What Satan means for evil God turns to Good!

Today marks another major event in the nightmare that we lived the entire month of July 2009. We spent July 4 – July 7, 2009 at the PICU at University of Mississippi Medical Center after James’ drowning accident. Those few days felt like months.  On July 11 our families’ gathered to lay sweet James to rest, say our goodbye’s and begin to learn how to move forward.  James’ oldest sister turned 9 without him that year on July 20 and in the wee hours of that morning my grandfather passed away after many years of battling illness.  It’s just like Satan to ‘hit you while your down’ and on July 28, 2009 he tried to do just that. He saw already that his plan to destroy us by taking our five year old son wasn’t going to diminish our faith in Daddy God.
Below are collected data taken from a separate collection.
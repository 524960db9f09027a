//! Covering-index scan planner (spec.md §3.1 component 11b, §4.11): runs a
//! covering-index scan and reconstructs records from the index entry
//! alone — the record body is never read.

use std::sync::Arc;

use recordlayer_tuple::Tuple;

use crate::error::{RecordLayerError, Result};
use crate::index::CoveringMaintainer;
use crate::kv::{RangeOptions, Transaction};
use crate::record_access::RecordAccess;
use crate::schema::Index;

/// `{ index, begin_group, end_group, filter?, pk_expr }` (spec.md §4.11).
pub struct TypedCoveringIndexScanPlan<R: RecordAccess> {
    maintainer: CoveringMaintainer,
    indexed_column_count: usize,
    begin_group: Tuple,
    end_group: Tuple,
    filter: Option<Box<dyn Fn(&R::Record) -> bool + Send + Sync>>,
    record_access: Arc<R>,
}

impl<R: RecordAccess> TypedCoveringIndexScanPlan<R> {
    pub fn new(index: &Index, index_subspace: recordlayer_tuple::Subspace, record_access: Arc<R>, begin_group: Tuple, end_group: Tuple) -> Result<Self> {
        if index.covering_fields.is_none() {
            return Err(RecordLayerError::InvalidArgument(format!("index '{}' is not a covering index", index.name)));
        }
        Ok(TypedCoveringIndexScanPlan {
            maintainer: CoveringMaintainer::new(index_subspace),
            indexed_column_count: index.root_expr.column_count(),
            begin_group,
            end_group,
            filter: None,
            record_access,
        })
    }

    pub fn with_filter(mut self, filter: impl Fn(&R::Record) -> bool + Send + Sync + 'static) -> Self {
        self.filter = Some(Box::new(filter));
        self
    }

    /// Executes the scan in snapshot mode (spec.md §4.11 point 2) and
    /// reconstructs every matching record without a record-body read.
    pub async fn execute(&self, txn: &dyn Transaction) -> Result<Vec<R::Record>> {
        if !self.record_access.supports_reconstruction() {
            return Err(RecordLayerError::ReconstructionNotImplemented {
                record_type: self.record_access.record_type().to_string(),
                suggestion: "override `supports_reconstruction` and `reconstruct` on the RecordAccess impl".to_string(),
            });
        }
        let full_subspace = self.maintainer.subspace();
        let begin = full_subspace.pack(&self.begin_group);
        // `end_group` bounds the last group to include, not the first key to
        // exclude: the group's own entries (keyed by group + pk) must stay
        // in range, so the scan's upper bound is that group's range-end, not
        // its packed prefix (which would equal `begin` for a single-group
        // scan and yield an empty range).
        let end = if self.end_group.is_empty() {
            full_subspace.range_for(&self.begin_group).1
        } else {
            full_subspace.range_for(&self.end_group).1
        };
        let rows = txn.get_range(&begin, &end, RangeOptions::new().snapshot(true)).await?;
        let mut out = Vec::with_capacity(rows.len());
        for (k, v) in rows {
            let suffix = full_subspace.unpack_suffix(&k);
            let full = recordlayer_tuple::unpack(suffix)
                .map_err(|e| RecordLayerError::DeserializationFailed { kind: "covering index key".into(), reason: e.to_string() })?;
            let indexed = full[..self.indexed_column_count].to_vec();
            let pk = full[self.indexed_column_count..].to_vec();
            let covering = recordlayer_tuple::unpack(&v)
                .map_err(|e| RecordLayerError::DeserializationFailed { kind: "covering index value".into(), reason: e.to_string() })?;
            let record = self.record_access.reconstruct(&indexed, &covering, &pk)?;
            if self.filter.as_ref().map_or(true, |f| f(&record)) {
                out.push(record);
            }
        }
        Ok(out)
    }
}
This time God gave me a dream.

In the dream I answered a knock at the front door to find two police officers.  I don’t remember what they were saying but they pointed ‘down the road’ from our house. Suddenly it was as if I was a bird and I sort of flew to where they were pointing. About a mile down our country road there is an intersection between some fields. At that time where was heavy construction taking place and semi trucks were constantly traveling back and forth. All I could see was one of these trucks as if it had been pulling out from the dirt road of this field and I assume it collided with my husband’s work truck. What I saw was my husband lying on the pavement, no medical personnel around him, only police officers. I assume he was dead because he laid there so still and I began to scream, “God I can’t do this! I can’t lose this much! Please don’t do this to me!”  I’m not sure entirely what my words were but these were the gist. That’s when I woke up. The air in my lungs seemed to have turned to stone even after I was awake. I couldn’t stop crying. I have nightmares all the time and this was nothing like a regular nightmare. If you’ve ever had a spiritual dream you understand how the lines between dream and reality have lost their definition even hours after waking.  It had to be three in the morning but there was no way I could sleep. I paced the house and I prayed for God’s protection and peace. I took authority over Satan, death and every weapon that he may attempt to throw at me and reminded him that we are Children of God and his tricks had no place in our lives. Within an hour, maybe less, I felt complete peace and I was able to go back to sleep.  To me, the ability to have peace and go back to sleep is evidence of God’s mighty work at play in our lives.  

When I woke up I had forgotten entirely about the dream. I sent my husband off to work like any other day and never thought twice about it. Oddly, he called mid morning to say that he was done working for the day and would be coming home. After he got here we decided to run some errands and take advantage of his free time. Later that afternoon we were traveling down the highway and we were nowhere near an intersection but a driver in the other lanes suddenly decided to make a left turn. He never merged into the turn lane, put on his turn signal or gave any indication he expected to turn – he was simply driving straight and then suddenly in front of us.  Later he would never give an explanation of why he suddenly decided to turn in front of us. I was 15 weeks pregnant and our three other children were with us as well. Our oldest child was wearing her shoulder belt improperly so she hit the seat in front of her that had a plastic handle on it – it shattered her nose. We all went to the emergency room and praise God alone, no one else was injured. It was on that day during the ultrasound exam to be sure the baby I was carrying was fine that the sweet ultra sound tech told me indeed we were having a boy! We had all girls except for James and we had prayed on Mother’s day, the day I found out I was pregnant again, for a brother for James.  It was an amazing moment for me to learn I would, indeed, have the brother James had prayed for; the brother he professed he would play with every night at bed time; the brother he prophesied the Angel of God had told him would be named John.  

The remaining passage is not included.